• [Problem]: Each entry is to be retyped exactly as it stands.
[[ Materials provided, beginning ]]
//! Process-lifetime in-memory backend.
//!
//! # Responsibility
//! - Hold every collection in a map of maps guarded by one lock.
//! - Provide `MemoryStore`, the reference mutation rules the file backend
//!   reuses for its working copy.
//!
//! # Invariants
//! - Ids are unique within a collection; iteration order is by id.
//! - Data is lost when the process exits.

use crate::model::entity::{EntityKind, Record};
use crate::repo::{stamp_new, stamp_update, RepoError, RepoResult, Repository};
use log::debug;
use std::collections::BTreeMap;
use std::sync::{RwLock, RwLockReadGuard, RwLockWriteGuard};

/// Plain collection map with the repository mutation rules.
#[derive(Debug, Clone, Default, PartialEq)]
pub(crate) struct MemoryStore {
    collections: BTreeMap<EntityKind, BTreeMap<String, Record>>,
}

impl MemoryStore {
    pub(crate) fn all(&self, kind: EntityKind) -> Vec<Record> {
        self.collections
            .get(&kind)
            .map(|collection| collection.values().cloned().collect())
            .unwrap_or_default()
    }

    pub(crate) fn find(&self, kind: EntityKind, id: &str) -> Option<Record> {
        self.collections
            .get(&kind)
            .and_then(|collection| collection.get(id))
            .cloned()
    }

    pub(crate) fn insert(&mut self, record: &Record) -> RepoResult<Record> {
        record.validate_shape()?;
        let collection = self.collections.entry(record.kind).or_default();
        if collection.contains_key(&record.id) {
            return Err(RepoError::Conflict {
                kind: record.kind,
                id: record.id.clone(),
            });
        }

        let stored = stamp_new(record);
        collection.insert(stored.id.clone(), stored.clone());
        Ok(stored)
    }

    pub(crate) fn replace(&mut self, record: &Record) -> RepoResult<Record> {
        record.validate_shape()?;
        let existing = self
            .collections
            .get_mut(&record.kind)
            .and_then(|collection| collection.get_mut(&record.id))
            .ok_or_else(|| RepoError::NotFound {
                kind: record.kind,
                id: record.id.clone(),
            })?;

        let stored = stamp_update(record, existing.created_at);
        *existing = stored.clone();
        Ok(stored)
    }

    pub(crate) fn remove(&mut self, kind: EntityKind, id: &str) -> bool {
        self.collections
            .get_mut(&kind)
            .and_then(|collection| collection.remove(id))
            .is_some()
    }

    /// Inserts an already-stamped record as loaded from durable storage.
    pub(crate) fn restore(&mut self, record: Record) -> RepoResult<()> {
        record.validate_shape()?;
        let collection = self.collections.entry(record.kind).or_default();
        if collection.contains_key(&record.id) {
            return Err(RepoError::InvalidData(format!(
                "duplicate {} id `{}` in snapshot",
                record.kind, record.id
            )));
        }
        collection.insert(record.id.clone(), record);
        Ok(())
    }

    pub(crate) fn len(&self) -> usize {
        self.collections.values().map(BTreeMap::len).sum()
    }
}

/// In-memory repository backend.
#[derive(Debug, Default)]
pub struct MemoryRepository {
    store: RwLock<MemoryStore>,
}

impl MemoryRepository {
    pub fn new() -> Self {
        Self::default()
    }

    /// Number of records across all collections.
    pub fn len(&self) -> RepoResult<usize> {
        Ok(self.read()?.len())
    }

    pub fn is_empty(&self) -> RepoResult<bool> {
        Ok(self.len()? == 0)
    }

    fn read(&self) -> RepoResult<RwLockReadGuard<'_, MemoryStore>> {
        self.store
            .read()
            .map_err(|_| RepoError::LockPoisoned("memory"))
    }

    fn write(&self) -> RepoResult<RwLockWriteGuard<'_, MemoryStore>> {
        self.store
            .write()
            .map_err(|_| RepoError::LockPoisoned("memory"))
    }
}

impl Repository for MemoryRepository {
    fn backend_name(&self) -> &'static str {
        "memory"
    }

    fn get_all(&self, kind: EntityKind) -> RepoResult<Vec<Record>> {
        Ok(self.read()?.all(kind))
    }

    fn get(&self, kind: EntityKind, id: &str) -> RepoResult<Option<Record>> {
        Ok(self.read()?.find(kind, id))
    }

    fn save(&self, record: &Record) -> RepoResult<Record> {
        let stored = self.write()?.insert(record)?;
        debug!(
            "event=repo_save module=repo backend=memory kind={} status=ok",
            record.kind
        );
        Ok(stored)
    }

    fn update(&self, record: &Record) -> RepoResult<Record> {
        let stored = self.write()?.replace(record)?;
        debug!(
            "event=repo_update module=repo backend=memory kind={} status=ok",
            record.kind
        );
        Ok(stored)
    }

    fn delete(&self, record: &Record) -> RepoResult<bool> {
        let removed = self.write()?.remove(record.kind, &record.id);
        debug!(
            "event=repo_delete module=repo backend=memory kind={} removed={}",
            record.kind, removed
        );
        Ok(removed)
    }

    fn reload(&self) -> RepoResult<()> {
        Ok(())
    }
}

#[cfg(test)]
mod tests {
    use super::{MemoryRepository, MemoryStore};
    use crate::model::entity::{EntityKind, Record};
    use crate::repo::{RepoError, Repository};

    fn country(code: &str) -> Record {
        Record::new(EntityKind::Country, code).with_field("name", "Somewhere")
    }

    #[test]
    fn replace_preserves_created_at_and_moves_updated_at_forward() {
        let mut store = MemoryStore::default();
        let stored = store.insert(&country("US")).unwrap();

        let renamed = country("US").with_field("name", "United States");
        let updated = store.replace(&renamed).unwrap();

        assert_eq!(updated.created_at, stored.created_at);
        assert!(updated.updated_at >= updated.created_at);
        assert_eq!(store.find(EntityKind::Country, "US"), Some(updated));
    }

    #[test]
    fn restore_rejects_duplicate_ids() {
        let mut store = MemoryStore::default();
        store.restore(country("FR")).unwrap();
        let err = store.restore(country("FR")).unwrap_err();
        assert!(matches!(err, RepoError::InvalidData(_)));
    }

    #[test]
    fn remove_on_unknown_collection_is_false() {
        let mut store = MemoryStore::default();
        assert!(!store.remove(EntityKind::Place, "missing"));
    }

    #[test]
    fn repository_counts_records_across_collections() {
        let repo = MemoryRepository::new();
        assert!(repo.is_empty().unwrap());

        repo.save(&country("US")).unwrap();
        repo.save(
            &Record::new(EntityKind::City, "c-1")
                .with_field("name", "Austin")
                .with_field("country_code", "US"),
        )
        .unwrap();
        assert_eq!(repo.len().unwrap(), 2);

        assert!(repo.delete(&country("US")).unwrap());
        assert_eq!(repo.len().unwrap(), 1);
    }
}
[[ Materials provided, end ]]
• [Answer below]:
//! Process-lifetime in-memory backend.
//!
//! # Responsibility
//! - Hold every collection in a map of maps guarded by one lock.
//! - Provide `MemoryStore`, the reference mutation rules the file backend
//!   reuses for its working copy.
//!
//! # Invariants
//! - Ids are unique within a collection; iteration order is by id.
//! - Data is lost when the process exits.

use crate::model::entity::{EntityKind, Record};
use crate::repo::{stamp_new, stamp_update, RepoError, RepoResult, Repository};
use log::debug;
use std::collections::BTreeMap;
use std::sync::{RwLock, RwLockReadGuard, RwLockWriteGuard};

/// Plain collection map with the repository mutation rules.
#[derive(Debug, Clone, Default, PartialEq)]
pub(crate) struct MemoryStore {
    collections: BTreeMap<EntityKind, BTreeMap<String, Record>>,
}

impl MemoryStore {
    pub(crate) fn all(&self, kind: EntityKind) -> Vec<Record> {
        self.collections
            .get(&kind)
            .map(|collection| collection.values().cloned().collect())
            .unwrap_or_default()
    }

    pub(crate) fn find(&self, kind: EntityKind, id: &str) -> Option<Record> {
        self.collections
            .get(&kind)
            .and_then(|collection| collection.get(id))
            .cloned()
    }

    pub(crate) fn insert(&mut self, record: &Record) -> RepoResult<Record> {
        record.validate_shape()?;
        let collection = self.collections.entry(record.kind).or_default();
        if collection.contains_key(&record.id) {
            return Err(RepoError::Conflict {
                kind: record.kind,
                id: record.id.clone(),
            });
        }

        let stored = stamp_new(record);
        collection.insert(stored.id.clone(), stored.clone());
        Ok(stored)
    }

    pub(crate) fn replace(&mut self, record: &Record) -> RepoResult<Record> {
        record.validate_shape()?;
        let existing = self
            .collections
            .get_mut(&record.kind)
            .and_then(|collection| collection.get_mut(&record.id))
            .ok_or_else(|| RepoError::NotFound {
                kind: record.kind,
                id: record.id.clone(),
            })?;

        let stored = stamp_update(record, existing.created_at);
        *existing = stored.clone();
        Ok(stored)
    }

    pub(crate) fn remove(&mut self, kind: EntityKind, id: &str) -> bool {
        self.collections
            .get_mut(&kind)
            .and_then(|collection| collection.remove(id))
            .is_some()
    }

    /// Inserts an already-stamped record as loaded from durable storage.
    pub(crate) fn restore(&mut self, record: Record) -> RepoResult<()> {
        record.validate_shape()?;
        let collection = self.collections.entry(record.kind).or_default();
        if collection.contains_key(&record.id) {
            return Err(RepoError::InvalidData(format!(
                "duplicate {} id `{}` in snapshot",
                record.kind, record.id
            )));
        }
        collection.insert(record.id.clone(), record);
        Ok(())
    }

    pub(crate) fn len(&self) -> usize {
        self.collections.values().map(BTreeMap::len).sum()
    }
}

/// In-memory repository backend.
#[derive(Debug, Default)]
pub struct MemoryRepository {
    store: RwLock<MemoryStore>,
}

impl MemoryRepository {
    pub fn new() -> Self {
        Self::default()
    }

    /// Number of records across all collections.
    pub fn len(&self) -> RepoResult<usize> {
        Ok(self.read()?.len())
    }

    pub fn is_empty(&self) -> RepoResult<bool> {
        Ok(self.len()? == 0)
    }

    fn read(&self) -> RepoResult<RwLockReadGuard<'_, MemoryStore>> {
        self.store
            .read()
            .map_err(|_| RepoError::LockPoisoned("memory"))
    }

    fn write(&self) -> RepoResult<RwLockWriteGuard<'_, MemoryStore>> {
        self.store
            .write()
            .map_err(|_| RepoError::LockPoisoned("memory"))
    }
}

impl Repository for MemoryRepository {
    fn backend_name(&self) -> &'static str {
        "memory"
    }

    fn get_all(&self, kind: EntityKind) -> RepoResult<Vec<Record>> {
        Ok(self.read()?.all(kind))
    }

    fn get(&self, kind: EntityKind, id: &str) -> RepoResult<Option<Record>> {
        Ok(self.read()?.find(kind, id))
    }

    fn save(&self, record: &Record) -> RepoResult<Record> {
        let stored = self.write()?.insert(record)?;
        debug!(
            "event=repo_save module=repo backend=memory kind={} status=ok",
            record.kind
        );
        Ok(stored)
    }

    fn update(&self, record: &Record) -> RepoResult<Record> {
        let stored = self.write()?.replace(record)?;
        debug!(
            "event=repo_update module=repo backend=memory kind={} status=ok",
            record.kind
        );
        Ok(stored)
    }

    fn delete(&self, record: &Record) -> RepoResult<bool> {
        let removed = self.write()?.remove(record.kind, &record.id);
        debug!(
            "event=repo_delete module=repo backend=memory kind={} removed={}",
            record.kind, removed
        );
        Ok(removed)
    }

    fn reload(&self) -> RepoResult<()> {
        Ok(())
    }
}

#[cfg(test)]
mod tests {
    use super::{MemoryRepository, MemoryStore};
    use crate::model::entity::{EntityKind, Record};
    use crate::repo::{RepoError, Repository};

    fn country(code: &str) -> Record {
        Record::new(EntityKind::Country, code).with_field("name", "Somewhere")
    }

    #[test]
    fn replace_preserves_created_at_and_moves_updated_at_forward() {
        let mut store = MemoryStore::default();
        let stored = store.insert(&country("US")).unwrap();

        let renamed = country("US").with_field("name", "United States");
        let updated = store.replace(&renamed).unwrap();

        assert_eq!(updated.created_at, stored.created_at);
        assert!(updated.updated_at >= updated.created_at);
        assert_eq!(store.find(EntityKind::Country, "US"), Some(updated));
    }

    #[test]
    fn restore_rejects_duplicate_ids() {
        let mut store = MemoryStore::default();
        store.restore(country("FR")).unwrap();
        let err = store.restore(country("FR")).unwrap_err();
        assert!(matches!(err, RepoError::InvalidData(_)));
    }

    #[test]
    fn remove_on_unknown_collection_is_false() {
        let mut store = MemoryStore::default();
        assert!(!store.remove(EntityKind::Place, "missing"));
    }

    #[test]
    fn repository_counts_records_across_collections() {
        let repo = MemoryRepository::new();
        assert!(repo.is_empty().unwrap());

        repo.save(&country("US")).unwrap();
        repo.save(
            &Record::new(EntityKind::City, "c-1")
                .with_field("name", "Austin")
                .with_field("country_code", "US"),
        )
        .unwrap();
        assert_eq!(repo.len().unwrap(), 2);

        assert!(repo.delete(&country("US")).unwrap());
        assert_eq!(repo.len().unwrap(), 1);
    }
}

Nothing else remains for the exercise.